*** Opening AVAILABLE RECORDS ***
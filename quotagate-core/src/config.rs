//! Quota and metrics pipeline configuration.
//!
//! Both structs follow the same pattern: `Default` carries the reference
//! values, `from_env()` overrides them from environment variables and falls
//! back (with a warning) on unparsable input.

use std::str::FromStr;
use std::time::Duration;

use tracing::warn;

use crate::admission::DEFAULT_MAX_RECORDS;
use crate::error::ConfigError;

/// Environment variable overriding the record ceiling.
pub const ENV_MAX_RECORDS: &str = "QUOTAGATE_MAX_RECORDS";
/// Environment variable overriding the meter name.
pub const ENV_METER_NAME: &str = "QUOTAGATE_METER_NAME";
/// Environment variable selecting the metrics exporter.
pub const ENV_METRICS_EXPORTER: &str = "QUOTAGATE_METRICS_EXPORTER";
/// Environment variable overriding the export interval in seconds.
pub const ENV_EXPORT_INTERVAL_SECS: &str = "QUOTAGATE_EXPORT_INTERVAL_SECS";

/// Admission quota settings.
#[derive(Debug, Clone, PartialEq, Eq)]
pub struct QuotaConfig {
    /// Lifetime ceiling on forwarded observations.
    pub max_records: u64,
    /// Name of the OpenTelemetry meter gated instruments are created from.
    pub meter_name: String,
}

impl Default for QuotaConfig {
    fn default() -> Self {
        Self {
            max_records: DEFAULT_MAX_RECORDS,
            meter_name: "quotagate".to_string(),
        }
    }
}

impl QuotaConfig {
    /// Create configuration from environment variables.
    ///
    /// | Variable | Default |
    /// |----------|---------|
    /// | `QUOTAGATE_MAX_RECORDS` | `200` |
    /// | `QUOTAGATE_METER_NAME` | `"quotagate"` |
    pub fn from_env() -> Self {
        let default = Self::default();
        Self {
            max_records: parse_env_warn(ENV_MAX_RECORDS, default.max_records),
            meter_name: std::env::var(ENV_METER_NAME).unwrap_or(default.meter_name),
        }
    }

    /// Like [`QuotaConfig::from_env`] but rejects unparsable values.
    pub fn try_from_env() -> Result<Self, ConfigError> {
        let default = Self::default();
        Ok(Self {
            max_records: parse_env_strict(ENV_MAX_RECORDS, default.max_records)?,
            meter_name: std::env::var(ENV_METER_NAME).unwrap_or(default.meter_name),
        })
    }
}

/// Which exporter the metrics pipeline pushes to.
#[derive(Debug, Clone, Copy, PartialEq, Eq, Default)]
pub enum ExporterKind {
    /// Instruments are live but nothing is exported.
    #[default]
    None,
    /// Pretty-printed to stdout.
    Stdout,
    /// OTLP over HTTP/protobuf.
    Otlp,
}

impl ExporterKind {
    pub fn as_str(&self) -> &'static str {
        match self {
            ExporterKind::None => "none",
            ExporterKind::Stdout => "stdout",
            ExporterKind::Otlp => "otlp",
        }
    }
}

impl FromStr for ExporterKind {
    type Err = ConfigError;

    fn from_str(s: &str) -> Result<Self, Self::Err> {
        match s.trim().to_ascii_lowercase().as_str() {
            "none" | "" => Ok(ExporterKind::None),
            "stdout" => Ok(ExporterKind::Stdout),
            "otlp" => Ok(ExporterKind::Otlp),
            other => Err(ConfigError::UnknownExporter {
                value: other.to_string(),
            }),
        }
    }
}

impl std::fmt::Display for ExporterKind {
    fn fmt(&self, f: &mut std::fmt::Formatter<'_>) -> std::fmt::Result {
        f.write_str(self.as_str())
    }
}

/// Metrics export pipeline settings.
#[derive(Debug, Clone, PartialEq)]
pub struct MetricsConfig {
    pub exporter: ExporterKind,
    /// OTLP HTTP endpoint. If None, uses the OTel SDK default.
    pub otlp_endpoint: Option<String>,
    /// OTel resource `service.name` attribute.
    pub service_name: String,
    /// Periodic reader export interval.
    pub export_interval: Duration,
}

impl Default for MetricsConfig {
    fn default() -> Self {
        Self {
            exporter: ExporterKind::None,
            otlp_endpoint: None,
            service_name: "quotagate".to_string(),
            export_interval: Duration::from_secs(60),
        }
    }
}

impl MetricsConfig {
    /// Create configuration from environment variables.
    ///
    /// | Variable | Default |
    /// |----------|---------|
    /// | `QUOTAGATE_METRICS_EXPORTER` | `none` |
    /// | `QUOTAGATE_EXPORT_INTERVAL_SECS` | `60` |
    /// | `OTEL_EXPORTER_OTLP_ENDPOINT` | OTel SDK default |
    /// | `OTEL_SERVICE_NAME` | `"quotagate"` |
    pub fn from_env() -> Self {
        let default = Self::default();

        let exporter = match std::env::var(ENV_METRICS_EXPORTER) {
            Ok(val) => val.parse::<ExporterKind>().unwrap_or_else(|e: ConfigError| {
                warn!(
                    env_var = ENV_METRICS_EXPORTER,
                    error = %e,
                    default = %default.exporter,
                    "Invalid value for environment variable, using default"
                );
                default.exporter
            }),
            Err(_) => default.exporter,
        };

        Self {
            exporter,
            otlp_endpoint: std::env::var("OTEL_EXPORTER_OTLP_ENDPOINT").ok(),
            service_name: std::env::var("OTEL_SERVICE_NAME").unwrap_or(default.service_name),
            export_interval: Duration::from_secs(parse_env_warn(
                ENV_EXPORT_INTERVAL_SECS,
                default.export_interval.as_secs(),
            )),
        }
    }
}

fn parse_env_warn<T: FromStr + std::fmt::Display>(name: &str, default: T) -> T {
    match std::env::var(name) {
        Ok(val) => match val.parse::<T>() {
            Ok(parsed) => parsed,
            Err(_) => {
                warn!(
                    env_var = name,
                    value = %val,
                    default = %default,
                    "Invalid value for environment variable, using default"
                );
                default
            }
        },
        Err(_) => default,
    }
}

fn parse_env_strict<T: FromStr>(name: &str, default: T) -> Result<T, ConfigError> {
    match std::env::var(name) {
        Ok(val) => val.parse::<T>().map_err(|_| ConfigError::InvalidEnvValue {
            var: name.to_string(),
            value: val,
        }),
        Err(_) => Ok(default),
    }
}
*** Closing AVAILABLE RECORDS ***
*** Opening AVAILABLE RECORDS ***
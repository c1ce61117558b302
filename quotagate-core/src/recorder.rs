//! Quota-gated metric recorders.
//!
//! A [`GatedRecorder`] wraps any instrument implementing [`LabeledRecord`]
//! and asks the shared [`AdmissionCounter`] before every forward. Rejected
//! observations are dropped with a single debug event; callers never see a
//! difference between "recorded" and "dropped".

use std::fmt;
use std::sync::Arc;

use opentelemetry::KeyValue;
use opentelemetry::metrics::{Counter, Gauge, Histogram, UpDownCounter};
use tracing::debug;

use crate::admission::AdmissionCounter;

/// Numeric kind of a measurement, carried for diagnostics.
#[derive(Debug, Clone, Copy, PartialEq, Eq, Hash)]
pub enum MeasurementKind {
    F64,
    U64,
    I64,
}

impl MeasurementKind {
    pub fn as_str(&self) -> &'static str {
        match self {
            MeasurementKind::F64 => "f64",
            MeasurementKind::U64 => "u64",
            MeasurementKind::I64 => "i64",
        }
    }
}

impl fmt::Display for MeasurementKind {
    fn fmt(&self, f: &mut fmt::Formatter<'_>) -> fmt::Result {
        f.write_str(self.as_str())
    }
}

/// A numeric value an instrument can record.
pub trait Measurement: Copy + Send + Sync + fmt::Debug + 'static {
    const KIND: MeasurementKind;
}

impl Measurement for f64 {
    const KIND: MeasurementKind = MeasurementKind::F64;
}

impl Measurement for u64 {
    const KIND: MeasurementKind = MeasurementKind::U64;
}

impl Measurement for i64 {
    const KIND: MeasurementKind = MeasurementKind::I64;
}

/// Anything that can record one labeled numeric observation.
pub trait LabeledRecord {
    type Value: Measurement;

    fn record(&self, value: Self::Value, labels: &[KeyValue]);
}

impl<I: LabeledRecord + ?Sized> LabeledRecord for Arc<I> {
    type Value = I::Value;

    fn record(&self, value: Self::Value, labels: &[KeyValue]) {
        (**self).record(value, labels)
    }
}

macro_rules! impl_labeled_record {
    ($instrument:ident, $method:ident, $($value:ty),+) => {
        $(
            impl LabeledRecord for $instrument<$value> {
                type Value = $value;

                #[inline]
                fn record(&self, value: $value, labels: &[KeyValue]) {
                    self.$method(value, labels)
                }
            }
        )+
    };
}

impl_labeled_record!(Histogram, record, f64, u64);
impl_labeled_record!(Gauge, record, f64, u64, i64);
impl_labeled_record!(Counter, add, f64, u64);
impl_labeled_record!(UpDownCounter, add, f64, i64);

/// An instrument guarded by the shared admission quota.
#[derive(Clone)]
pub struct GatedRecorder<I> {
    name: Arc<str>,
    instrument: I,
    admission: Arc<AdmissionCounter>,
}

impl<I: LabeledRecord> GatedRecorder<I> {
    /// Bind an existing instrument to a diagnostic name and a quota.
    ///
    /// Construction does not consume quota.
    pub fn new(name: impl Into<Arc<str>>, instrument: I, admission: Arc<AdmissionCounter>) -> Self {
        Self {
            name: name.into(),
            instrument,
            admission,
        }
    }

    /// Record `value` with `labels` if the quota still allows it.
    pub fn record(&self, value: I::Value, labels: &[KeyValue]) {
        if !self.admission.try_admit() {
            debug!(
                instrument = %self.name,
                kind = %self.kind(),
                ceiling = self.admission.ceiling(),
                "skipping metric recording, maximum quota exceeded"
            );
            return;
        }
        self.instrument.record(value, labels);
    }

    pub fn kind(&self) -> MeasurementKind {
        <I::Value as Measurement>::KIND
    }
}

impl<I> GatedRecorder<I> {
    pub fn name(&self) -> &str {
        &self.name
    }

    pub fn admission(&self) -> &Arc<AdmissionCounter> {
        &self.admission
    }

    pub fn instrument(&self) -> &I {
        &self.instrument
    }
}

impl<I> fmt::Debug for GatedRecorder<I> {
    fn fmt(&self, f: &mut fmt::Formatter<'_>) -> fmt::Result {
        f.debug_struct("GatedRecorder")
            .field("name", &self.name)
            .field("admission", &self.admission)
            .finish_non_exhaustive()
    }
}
*** Closing AVAILABLE RECORDS ***
WHAT YOU ARE ASKED TO DO: Copy exactly the stretch of data above from the line with "filename quotagate-core/src/config.rs" through the line with "variables and falls", and omit all other lines.

ANSWER BOX:
filename quotagate-core/src/config.rs
//! Quota and metrics pipeline configuration.
//!
//! Both structs follow the same pattern: `Default` carries the reference
//! values, `from_env()` overrides them from environment variables and falls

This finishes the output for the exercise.